Friday, December 26, 2008

Foxy

I was strolling down memory lane this morning looking at old pictures, and this one struck me. I'd see some awfully strange stuff living in Korea.
Out in the open in one of the most polluted cities on earth, Incheon, it might seem like a good idea to wrap up those chickens sitting quite close to the exhaust fumes on this pick up. It was cold as hell that day, I'm not sure ice was the most important idea to be had.

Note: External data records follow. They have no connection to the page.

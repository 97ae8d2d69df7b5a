//! We use this mocking module in unit tests to emulate an RS485 serial port.
//!
//! Scripted responses are queued up front and only become readable once the
//! transport has written and flushed its request, like a device on the bus.

use std::collections::VecDeque;

/// Our mock type used to emulate a serial port.
pub struct MockSerial {
    /// Buffer to store data written to the mock serial port
    write_buffer: heapless::Vec<u8, 256>,
    /// Responses handed out one per flushed request
    responses: VecDeque<Vec<u8>>,
    /// Bytes currently waiting to be read
    rx: VecDeque<u8>,
    /// Number of completed (flushed) requests
    requests: usize,
    /// Flag to simulate write errors
    should_error_on_write: bool,
    /// Flag to simulate read errors
    should_error_on_read: bool,
}

#[derive(Debug)]
pub enum MockSerialError {
    /// Simulated buffer overflow
    BufferOverflow,
    /// Generic simulated error for testing
    SimulatedError,
    /// Would block - no data available
    WouldBlock,
}

impl core::fmt::Display for MockSerialError {
    fn fmt(&self, f: &mut core::fmt::Formatter<'_>) -> core::fmt::Result {
        write!(f, "{self:?}")
    }
}

impl core::error::Error for MockSerialError {}

impl embedded_io::Error for MockSerialError {
    fn kind(&self) -> embedded_io::ErrorKind {
        match self {
            MockSerialError::BufferOverflow => embedded_io::ErrorKind::OutOfMemory,
            MockSerialError::SimulatedError => embedded_io::ErrorKind::Other,
            MockSerialError::WouldBlock => embedded_io::ErrorKind::TimedOut,
        }
    }
}

impl embedded_io::ErrorType for MockSerial {
    type Error = MockSerialError;
}

impl embedded_io::Write for MockSerial {
    fn write(&mut self, buf: &[u8]) -> Result<usize, Self::Error> {
        if self.should_error_on_write {
            return Err(MockSerialError::SimulatedError);
        }
        self.write_buffer
            .extend_from_slice(buf)
            .map_err(|_| MockSerialError::BufferOverflow)?;
        Ok(buf.len())
    }

    fn flush(&mut self) -> Result<(), Self::Error> {
        if self.should_error_on_write {
            return Err(MockSerialError::SimulatedError);
        }
        self.requests += 1;
        if let Some(response) = self.responses.pop_front() {
            self.rx.extend(response);
        }
        Ok(())
    }
}

impl embedded_io::Read for MockSerial {
    fn read(&mut self, buf: &mut [u8]) -> Result<usize, Self::Error> {
        if self.should_error_on_read {
            return Err(MockSerialError::SimulatedError);
        }
        if self.rx.is_empty() {
            return Err(MockSerialError::WouldBlock);
        }
        let mut count = 0;
        while count < buf.len() {
            match self.rx.pop_front() {
                Some(byte) => {
                    buf[count] = byte;
                    count += 1;
                }
                None => break,
            }
        }
        Ok(count)
    }
}

impl embedded_io::ReadReady for MockSerial {
    fn read_ready(&mut self) -> Result<bool, Self::Error> {
        Ok(!self.rx.is_empty())
    }
}

impl MockSerial {
    /// Create a new MockSerial instance with empty buffers
    pub fn new() -> Self {
        Self {
            write_buffer: heapless::Vec::new(),
            responses: VecDeque::new(),
            rx: VecDeque::new(),
            requests: 0,
            should_error_on_write: false,
            should_error_on_read: false,
        }
    }

    /// Queue the bytes the device answers the next request with.
    pub fn queue_response(&mut self, data: &[u8]) {
        self.responses.push_back(data.to_vec());
    }

    /// Put bytes on the line that are already waiting before any request.
    pub fn set_pending_rx(&mut self, data: &[u8]) {
        self.rx.extend(data.iter().copied());
    }

    /// Get a reference to the data that was written to this mock serial port
    pub fn written_data(&self) -> &[u8] {
        &self.write_buffer
    }

    /// Clear the write buffer
    pub fn clear_written_data(&mut self) {
        self.write_buffer.clear();
    }

    pub fn request_count(&self) -> usize {
        self.requests
    }

    /// Configure whether write operations should fail with an error
    pub fn set_write_error(&mut self, should_error: bool) {
        self.should_error_on_write = should_error;
    }

    /// Configure whether read operations should fail with an error
    pub fn set_read_error(&mut self, should_error: bool) {
        self.should_error_on_read = should_error;
    }
}

#[cfg(test)]
mod tests {
    use super::*;
    use embedded_io::{Error as _, ErrorKind, Read, ReadReady, Write};

    #[test]
    fn test_response_released_on_flush() {
        let mut mock = MockSerial::new();
        mock.queue_response(b"pong");
        assert!(!mock.read_ready().unwrap());

        mock.write_all(b"ping").unwrap();
        assert!(!mock.read_ready().unwrap());
        mock.flush().unwrap();
        assert!(mock.read_ready().unwrap());

        let mut buffer = [0u8; 8];
        assert_eq!(mock.read(&mut buffer).unwrap(), 4);
        assert_eq!(&buffer[..4], b"pong");
        assert_eq!(mock.written_data(), b"ping");
        assert_eq!(mock.request_count(), 1);
    }

    #[test]
    fn test_read_would_block_when_empty() {
        let mut mock = MockSerial::new();
        let mut buffer = [0u8; 4];
        let err = mock.read(&mut buffer).unwrap_err();
        assert!(matches!(err, MockSerialError::WouldBlock));
        assert_eq!(err.kind(), ErrorKind::TimedOut);
    }

    #[test]
    fn test_pending_rx_is_readable_immediately() {
        let mut mock = MockSerial::new();
        mock.set_pending_rx(&[0xAA, 0xBB]);
        let mut buffer = [0u8; 1];
        assert_eq!(mock.read(&mut buffer).unwrap(), 1);
        assert_eq!(buffer[0], 0xAA);
        assert!(mock.read_ready().unwrap());
    }

    #[test]
    fn test_write_buffer_overflow() {
        let mut mock = MockSerial::new();
        let large_data = vec![0u8; 300];
        assert!(matches!(
            mock.write(&large_data),
            Err(MockSerialError::BufferOverflow)
        ));
    }

    #[test]
    fn test_error_flags_toggle() {
        let mut mock = MockSerial::new();
        mock.set_write_error(true);
        assert!(mock.write(b"test").is_err());
        assert!(mock.flush().is_err());
        mock.set_write_error(false);
        assert!(mock.write(b"test").is_ok());

        mock.set_pending_rx(b"data");
        mock.set_read_error(true);
        let mut buffer = [0u8; 4];
        assert_eq!(mock.read(&mut buffer).unwrap_err().kind(), ErrorKind::Other);
        mock.set_read_error(false);
        assert!(mock.read(&mut buffer).is_ok());

        mock.clear_written_data();
        assert!(mock.written_data().is_empty());
    }
}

And how many eggs exactly can fit on one motor scooter, which leads me to the Ja Ja Myeong problem as philosophers call it. In Korea, restaurants will deliver food to your place in minutes, and they'll give you real plates. They come around and collect the plates and silverware from your hallway an hour or so later. Tipping is also forbidden. If you try to tip them, they'll refuse. The drivers take their scooters on snow and ice and take quite a few nasty spills. If you screw up in high school, noodle deliveryman is pretty much your fate. Late bloomers aren't such a huge feature of Korean society. I'd pose the question to my students on whether these guys were nuts to deliver food for little money risking life and limb, or noble servants doing their duty. Most sided with the latter option.
I used to live in this little office tel in Incheon, and I do mean small. I never knew any of my neighbors. I'd just hear the click of high heels late at night. The only people who would live in that place were English teachers, a ubiquitous lot in Korea, and room salon girls, who were equally ubiquitous. Korean businessmen pay a couple hundred dollars to sing karaoke, eat fruit and drink whiskey with young, attractive Korean women. Supposedly that was all that went on. Around that apartment I would see several ajummas, the perm was the telltale sign, carrying off the cardboard in their rickshaws.

Now this is a warning sign. How many drunken, pregnant, old people attempt to ride a roller coaster? Unrelated to Korean experiences, but I took this in the late 90s on the Staten Island Ferry. It still seems like some kind of bizarre movie idea that those towers went the way they did.